[Stored items]
****************

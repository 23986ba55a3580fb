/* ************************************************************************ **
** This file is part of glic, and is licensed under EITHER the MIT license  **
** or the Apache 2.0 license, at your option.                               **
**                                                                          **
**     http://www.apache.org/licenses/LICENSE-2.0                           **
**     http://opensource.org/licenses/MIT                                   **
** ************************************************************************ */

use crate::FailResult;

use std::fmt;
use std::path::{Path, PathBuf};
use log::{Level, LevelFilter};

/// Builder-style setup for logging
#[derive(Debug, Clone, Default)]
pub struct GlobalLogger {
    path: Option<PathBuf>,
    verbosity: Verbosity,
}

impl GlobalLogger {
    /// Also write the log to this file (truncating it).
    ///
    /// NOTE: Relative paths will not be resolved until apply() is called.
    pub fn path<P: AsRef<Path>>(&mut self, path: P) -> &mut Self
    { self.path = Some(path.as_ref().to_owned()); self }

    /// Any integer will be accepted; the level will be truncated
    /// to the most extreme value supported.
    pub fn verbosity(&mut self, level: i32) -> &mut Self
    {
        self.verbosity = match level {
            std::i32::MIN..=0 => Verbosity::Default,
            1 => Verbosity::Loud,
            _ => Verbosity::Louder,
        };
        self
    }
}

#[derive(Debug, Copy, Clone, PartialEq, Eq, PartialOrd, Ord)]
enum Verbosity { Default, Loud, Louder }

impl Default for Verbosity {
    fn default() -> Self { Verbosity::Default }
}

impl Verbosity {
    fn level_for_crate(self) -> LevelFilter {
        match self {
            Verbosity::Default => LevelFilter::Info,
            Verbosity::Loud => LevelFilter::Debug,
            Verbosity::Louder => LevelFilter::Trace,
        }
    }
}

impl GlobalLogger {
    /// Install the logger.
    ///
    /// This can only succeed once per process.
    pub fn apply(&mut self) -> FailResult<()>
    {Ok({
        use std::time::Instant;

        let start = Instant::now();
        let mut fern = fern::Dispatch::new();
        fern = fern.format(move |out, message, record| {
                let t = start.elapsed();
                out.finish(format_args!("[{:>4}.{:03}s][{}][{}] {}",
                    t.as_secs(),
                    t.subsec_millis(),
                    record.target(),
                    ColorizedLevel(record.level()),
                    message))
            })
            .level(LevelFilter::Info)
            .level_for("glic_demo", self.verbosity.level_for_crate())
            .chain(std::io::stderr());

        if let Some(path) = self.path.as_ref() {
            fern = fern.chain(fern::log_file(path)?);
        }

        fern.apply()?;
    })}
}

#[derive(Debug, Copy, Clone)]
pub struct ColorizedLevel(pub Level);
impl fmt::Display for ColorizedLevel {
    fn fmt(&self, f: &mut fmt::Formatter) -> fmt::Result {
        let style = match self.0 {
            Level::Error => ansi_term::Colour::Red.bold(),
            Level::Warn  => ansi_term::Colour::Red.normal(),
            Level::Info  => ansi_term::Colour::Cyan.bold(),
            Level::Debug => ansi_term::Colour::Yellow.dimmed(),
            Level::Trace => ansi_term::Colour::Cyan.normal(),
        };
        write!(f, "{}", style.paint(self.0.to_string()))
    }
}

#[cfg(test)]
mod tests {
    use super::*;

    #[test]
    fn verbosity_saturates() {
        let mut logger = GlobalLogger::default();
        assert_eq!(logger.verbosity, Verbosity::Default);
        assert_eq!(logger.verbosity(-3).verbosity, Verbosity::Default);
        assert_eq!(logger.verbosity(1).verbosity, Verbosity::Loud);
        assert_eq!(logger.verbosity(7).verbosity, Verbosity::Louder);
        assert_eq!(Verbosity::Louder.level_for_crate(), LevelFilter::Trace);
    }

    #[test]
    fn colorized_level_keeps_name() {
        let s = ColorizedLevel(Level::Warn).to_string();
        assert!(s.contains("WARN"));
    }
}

****************

# Task brief
Copy each line containing the word "chain" from the data.

# Output below
            .chain(std::io::stderr());
            fern = fern.chain(fern::log_file(path)?);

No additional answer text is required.